Objective The aim of the study was to compare all-cause adverse events (AEs) and those caused by intravenous (IV) catheter-site complications (IVCSCs) using data from a previously published study of the use of linezolid or vancomycin for treatment of complicated skin and skin structure infections (cSSSI) suspected or proven to be caused by methicillin-resistant Staphylococcus aureus. Methods To examine the incidence of AEs caused by the 2 antibiotic treatments, we conducted a post hoc analysis of data from a prospective, open-label, randomized, multicenter phase 4 study. Patients were randomized to treatment with either oral (PO) or IV linezolid 600 mg every 12 hours or with IV vancomycin 15 mg/kg every 12 hours with dose adjustment as needed. Study treatment was administered for 7 to 14 days. We excluded patients with baseline bacteremia (n = 11) and those who started on PO linezolid (n = 215). We analyzed data only from patients who received at least 1 dose of IV study medication. Results Patient demographics and types of cSSSI were comparable among patients receiving linezolid (n = 315) and vancomycin (n = 511).

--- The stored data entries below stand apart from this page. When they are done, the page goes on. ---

// This file is part of the terraform-provider-previder project
//
// Copyright (C) ANEO, 2024-2024. All rights reserved.
//
// Licensed under the Apache License, Version 2.0 (the "License")
// you may not use this file except in compliance with the License.
// You may obtain a copy of the License at
//
//     http://www.apache.org/licenses/LICENSE-2.0
//
// Unless required by applicable law or agreed to in writing, software
// distributed under the License is distributed on an "AS IS" BASIS,
// WITHOUT WARRANTIES OR CONDITIONS OF ANY KIND, either express or implied.
// See the License for the specific language governing permissions and
// limitations under the License.

//! `previder_kubernetes_cluster`

mod reconcile;
mod resource;
mod state;

pub use resource::KubernetesClusterResource;
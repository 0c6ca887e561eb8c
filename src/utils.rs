// This file is part of the terraform-provider-previder project
//
// Copyright (C) ANEO, 2024-2024. All rights reserved.
//
// Licensed under the Apache License, Version 2.0 (the "License")
// you may not use this file except in compliance with the License.
// You may obtain a copy of the License at
//
//     http://www.apache.org/licenses/LICENSE-2.0
//
// Unless required by applicable law or agreed to in writing, software
// distributed under the License is distributed on an "AS IS" BASIS,
// WITHOUT WARRANTIES OR CONDITIONS OF ANY KIND, either express or implied.
// See the License for the specific language governing permissions and
// limitations under the License.

use std::borrow::Cow;
use std::cell::RefCell;

use tf_provider::schema::{Attribute, AttributeConstraint, AttributeType, Description, Schema};
use tf_provider::value::{Value, ValueList, ValueNumber, ValueString};
use tf_provider::{AttributePath, Diagnostics};

use crate::reconcile::{Error, Result};
use crate::validate::is_object_id;

pub(crate) trait WithSchema {
    fn schema() -> Schema;
}

pub(crate) trait WithValidate {
    fn validate(&self, diags: &mut Diagnostics, attr_path: AttributePath);
}

pub(crate) trait WithNormalize {
    fn normalize(&mut self, diags: &mut Diagnostics);
}

pub(crate) fn attribute(
    attr_type: AttributeType,
    constraint: AttributeConstraint,
    description: &str,
) -> Attribute {
    Attribute {
        attr_type,
        description: Description::plain(description),
        constraint,
        ..Default::default()
    }
}

pub(crate) fn sensitive(attribute: Attribute) -> Attribute {
    Attribute {
        sensitive: true,
        ..attribute
    }
}

pub(crate) fn string_list_type() -> AttributeType {
    AttributeType::List(AttributeType::String.into())
}

/// Report a reconcile error as an error diagnostic
pub(crate) fn report(diags: &mut Diagnostics, action: &str, err: &Error, attr_path: AttributePath) {
    diags.error(err.summary(), format!("{action}: {err}"), attr_path);
}

/// Owned string value, null when the string is empty
pub(crate) fn non_empty<'a>(value: &str) -> ValueString<'a> {
    if value.is_empty() {
        Value::Null
    } else {
        Value::Value(Cow::Owned(value.to_owned()))
    }
}

pub(crate) fn owned<'a>(value: &str) -> ValueString<'a> {
    Value::Value(Cow::Owned(value.to_owned()))
}

/// Known strings of a list, null and unknown elements are skipped
pub(crate) fn strings(list: &ValueList<ValueString>) -> Vec<String> {
    list.iter()
        .flatten()
        .filter_map(|item| item.as_deref_option())
        .map(str::to_owned)
        .collect()
}

pub(crate) fn string_list<'a, S: AsRef<str>>(items: &[S]) -> ValueList<ValueString<'a>> {
    Value::Value(items.iter().map(|item| owned(item.as_ref())).collect())
}

/// Convert a number attribute, null counts as zero
pub(crate) fn number<T: TryFrom<i64>>(what: &str, value: &ValueNumber) -> Result<T> {
    let raw = value.as_ref_option().copied().unwrap_or_default();
    T::try_from(raw).map_err(|_| Error::validation(format!("{what} is out of range: {raw}")))
}

pub(crate) fn unknown_if_null<T>(value: &mut Value<T>) {
    if value.is_null() {
        *value = Value::Unknown;
    }
}

/// Unknown values left in a state returned after a failed apply become null
pub(crate) fn settle<T>(value: &mut Value<T>) {
    if value.is_unknown() {
        *value = Value::Null;
    }
}

/// Value of a reference attribute that may be configured by name or by id
///
/// An id (or no value) follows the remote id, a name follows the remote name.
pub(crate) fn reference<'a>(configured: &ValueString, remote_id: &str, remote_name: &str) -> ValueString<'a> {
    match configured.as_deref_option() {
        Some(value) if !value.is_empty() && !is_object_id(value) => {
            if remote_name.is_empty() {
                owned(value)
            } else {
                owned(remote_name)
            }
        }
        _ => non_empty(remote_id),
    }
}

/// Remote value, or the configured one when the platform does not echo it
pub(crate) fn remote_or<'a>(configured: &ValueString, remote: &str) -> ValueString<'a> {
    if remote.is_empty() {
        configured.clone().extend()
    } else {
        owned(remote)
    }
}

pub struct DisplayJoiner<'a, T, I>
where
    T: Iterator<Item = I>,
    I: std::fmt::Display,
{
    iter: RefCell<T>,
    sep: &'a str,
}

pub trait DisplayJoinable {
    type Joiner<'a>;
    fn join_with(self, sep: &str) -> Self::Joiner<'_>;
}

impl<T, I> DisplayJoinable for T
where
    T: Iterator<Item = I>,
    I: std::fmt::Display,
{
    type Joiner<'a> = DisplayJoiner<'a, T, I>;

    fn join_with(self, sep: &str) -> Self::Joiner<'_> {
        DisplayJoiner {
            iter: RefCell::new(self),
            sep,
        }
    }
}

impl<'a, T, I> std::fmt::Display for DisplayJoiner<'a, T, I>
where
    T: Iterator<Item = I>,
    I: std::fmt::Display,
{
    fn fmt(&self, f: &mut std::fmt::Formatter<'_>) -> std::fmt::Result {
        let mut sep = "";
        let mut iter = self.iter.try_borrow_mut().or(Err(std::fmt::Error))?;
        for elt in iter.by_ref() {
            f.write_str(sep)?;
            f.write_fmt(format_args!("{elt}"))?;
            sep = self.sep;
        }
        Ok(())
    }
}

#[cfg(test)]
mod tests {
    use super::*;

    #[test]
    fn join_with_separator() {
        assert_eq!(["cni", "vips"].iter().join_with(", ").to_string(), "cni, vips");
        assert_eq!(std::iter::empty::<&str>().join_with(", ").to_string(), "");
    }

    #[test]
    fn string_lists_skip_unknown_elements() {
        let list: ValueList<ValueString> = Value::Value(vec![
            Value::from("10.0.0.1"),
            Value::Unknown,
            Value::Null,
            Value::from("10.0.0.2"),
        ]);
        assert_eq!(strings(&list), vec!["10.0.0.1", "10.0.0.2"]);
        assert!(strings(&Value::Unknown).is_empty());
    }

    #[test]
    fn numbers_must_fit() {
        assert_eq!(number::<u32>("cpu_cores", &Value::Value(4)).unwrap(), 4);
        assert_eq!(number::<u32>("cpu_cores", &Value::Null).unwrap(), 0);
        let err = number::<u32>("cpu_cores", &Value::Value(-1)).unwrap_err();
        assert_eq!(err.to_string(), "cpu_cores is out of range: -1");
    }

    #[test]
    fn references_follow_the_configured_form() {
        let id = "5a8c0e2a9f1b2c3d4e5f6a7b";
        assert_eq!(reference(&Value::from("web"), id, "web"), Value::from("web"));
        assert_eq!(reference(&Value::from(id), id, "web"), Value::from(id));
        assert_eq!(reference(&Value::Unknown, id, "web"), Value::from(id));
        assert_eq!(reference(&Value::Null, "", ""), Value::Null);
    }
}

Mean durations of IV therapy for patients receiving linezolid and vancomycin were 4.5 days and 7.6 days (1,418 and 3,884 patient-days, respectively). All-cause AEs were reported in 50% and 51% of patients in the linezolid and vancomycin groups, respectively; all-cause IVCSCs were reported in 2% and 7%, respectively. Treatment-related IVCSCs were reported in 1 patient in the linezolid group and 16 patients in the vancomycin group. Conclusions The overall rate of AEs was similar among patients receiving linezolid and vancomycin, but AEs caused by IVCSCs were more frequent among patients receiving vancomycin and rare episodes of bacteremia and sepsis were more common in the linezolid group.